//! HTTP failure taxonomy and user-facing (Persian) messages.
//!
//! ERROR HANDLING
//! ==============
//! Pages never show raw transport errors. They call
//! [`ApiError::user_message`], which prefers a message supplied by the server
//! and otherwise falls back to a fixed message per status class.

#[cfg(test)]
#[path = "error_test.rs"]
mod error_test;

use serde_json::Value;

pub const MSG_TIMEOUT: &str = "پاسخ‌گویی سرور بیش از حد طول کشید";
pub const MSG_OFFLINE: &str = "اتصال شما به اینترنت برقرار نیست";
pub const MSG_PAYMENT_REQUIRED: &str = "دسترسی به ارسال کد محدود است";
pub const MSG_UNAUTHORIZED: &str = "نیاز به ورود دارید";
pub const MSG_FORBIDDEN: &str = "دسترسی غیرمجاز";
pub const MSG_NOT_FOUND: &str = "منبع مورد نظر پیدا نشد";
pub const MSG_RATE_LIMITED: &str = "درخواست‌های زیاد؛ لطفاً بعداً تلاش کنید";
pub const MSG_SERVER: &str = "خطای داخلی سرور";
pub const MSG_BAD_REQUEST: &str = "درخواست نامعتبر است";
pub const MSG_BAD_RESPONSE: &str = "پاسخ سرور قابل پردازش نیست";

#[derive(Debug, Clone, PartialEq, Eq, thiserror::Error)]
pub enum ApiError {
    /// The request never got a response.
    #[error("network error: {0}")]
    Network(String),
    #[error("request timed out")]
    Timeout,
    /// Non-2xx response; `body` is the parsed JSON (or a JSON string holding
    /// the raw text) when the server sent one.
    #[error("http status {status}")]
    Status { status: u16, body: Option<Value> },
    #[error("invalid response body: {0}")]
    Decode(String),
    /// Called outside the browser.
    #[error("not available outside the browser")]
    Unavailable,
}

impl ApiError {
    #[must_use]
    pub fn status(&self) -> Option<u16> {
        match self {
            Self::Status { status, .. } => Some(*status),
            _ => None,
        }
    }

    #[must_use]
    pub fn is_unauthorized(&self) -> bool {
        self.status() == Some(401)
    }

    /// Machine-readable code: the body's `code` field for status errors,
    /// `TIMEOUT` for timeouts.
    #[must_use]
    pub fn code(&self) -> Option<String> {
        match self {
            Self::Timeout => Some("TIMEOUT".to_owned()),
            Self::Status { status, body } => body
                .as_ref()
                .and_then(|b| b.get("code"))
                .map(|c| c.as_str().map_or_else(|| c.to_string(), str::to_owned))
                .or_else(|| (*status == 402).then(|| "402".to_owned())),
            _ => None,
        }
    }

    #[must_use]
    pub fn user_message(&self) -> String {
        match self {
            Self::Timeout => MSG_TIMEOUT.to_owned(),
            Self::Network(_) | Self::Unavailable => MSG_OFFLINE.to_owned(),
            Self::Decode(_) => MSG_BAD_RESPONSE.to_owned(),
            Self::Status { status, body } => body
                .as_ref()
                .and_then(server_message)
                .unwrap_or_else(|| fallback_message(*status).to_owned()),
        }
    }
}

/// Message carried by the body: a plain string, or `message`, `error`,
/// `detail` in that order.
fn server_message(body: &Value) -> Option<String> {
    if let Some(text) = body.as_str() {
        return Some(text.to_owned()).filter(|t| !t.is_empty());
    }
    ["message", "error", "detail"]
        .iter()
        .filter_map(|key| body.get(*key).and_then(Value::as_str))
        .find(|text| !text.is_empty())
        .map(str::to_owned)
}

fn fallback_message(status: u16) -> &'static str {
    match status {
        401 => MSG_UNAUTHORIZED,
        402 => MSG_PAYMENT_REQUIRED,
        403 => MSG_FORBIDDEN,
        404 => MSG_NOT_FOUND,
        429 => MSG_RATE_LIMITED,
        s if s >= 500 => MSG_SERVER,
        _ => MSG_BAD_REQUEST,
    }
}

/// Parse an error body: JSON when possible, else the raw text as a JSON
/// string, `None` when empty.
#[must_use]
pub fn parse_error_body(text: &str) -> Option<Value> {
    if text.trim().is_empty() {
        return None;
    }
    Some(serde_json::from_str(text).unwrap_or_else(|_| Value::String(text.to_owned())))
}
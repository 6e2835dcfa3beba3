//! Browser-facing helpers with no view code of their own.
//!
//! SYSTEM CONTEXT
//! ==============
//! `storage` wraps `localStorage` behind a trait, `phone` normalizes Iranian
//! mobile numbers, and `auth` holds the route-guard decisions. Each one tests
//! natively.

pub mod auth;
pub mod phone;
pub mod storage;
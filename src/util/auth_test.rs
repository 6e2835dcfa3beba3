use super::*;

fn session(token: Option<&str>, identifier: Option<&str>) -> Session {
    Session { token: token.map(str::to_owned), identifier: identifier.map(str::to_owned) }
}

#[test]
fn guard_allows_with_token() {
    assert_eq!(guard(&session(Some("abc"), None), "/dashboard/users"), GuardDecision::Allow);
}

#[test]
fn guard_redirects_without_token_and_keeps_origin() {
    assert_eq!(
        guard(&session(None, None), "/dashboard/cars/4"),
        GuardDecision::Redirect { to: "/", from: "/dashboard/cars/4".to_owned() }
    );
}

#[test]
fn guard_redirects_mid_login_identifier_only() {
    let decision = guard(&session(None, Some("09120000000")), "/dashboard");
    assert!(matches!(decision, GuardDecision::Redirect { .. }));
}

#[test]
fn post_login_target_prefers_dashboard_origin() {
    assert_eq!(post_login_target(Some("/dashboard/users")), "/dashboard/users");
}

#[test]
fn post_login_target_defaults_for_missing_or_foreign_origin() {
    assert_eq!(post_login_target(None), DEFAULT_LANDING);
    assert_eq!(post_login_target(Some("/auth/otp")), DEFAULT_LANDING);
    assert_eq!(post_login_target(Some("https://evil.test/dashboard")), DEFAULT_LANDING);
}

#[test]
fn redirect_options_replace_history() {
    assert!(redirect_options("/dashboard").replace);
}

#[cfg(not(feature = "csr"))]
#[test]
fn origin_state_is_empty_outside_the_browser() {
    assert_eq!(origin_from_state(&redirect_options("/dashboard").state), None);
}

#[test]
fn forward_origin_pushes_history() {
    assert!(!forward_origin(Some("/dashboard/users/3")).replace);
    assert!(!forward_origin(None).replace);
}

#[cfg(not(feature = "csr"))]
#[test]
fn forwarded_origin_is_empty_outside_the_browser() {
    assert_eq!(origin_from_state(&forward_origin(Some("/dashboard/cars")).state), None);
}
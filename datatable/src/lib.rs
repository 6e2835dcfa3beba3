//! Client-side record table: search, sort, pagination and selection.
//!
//! This crate is UI-framework agnostic. The panel's Leptos component wraps a
//! [`Table`] in a signal and renders [`TableSnapshot`]s; tests drive the same
//! state machine directly.

pub mod cell;
pub mod column;
pub mod table;

pub use cell::CellValue;
pub use column::{Align, Column, Record};
pub use table::{
    DEFAULT_EMPTY_MESSAGE, DEFAULT_PAGE_SIZE, DEFAULT_SEARCH_PLACEHOLDER, HeaderSnapshot, MAX_PAGE_BUTTONS,
    RowSnapshot, SortDirection, SortSpec, Table, TableError, TableOptions, TableSnapshot, ViewState,
};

** TASK ITEM **
A single figure, please: the number of lines in the data that hold the string "None".

** RESPONSE AREA **
11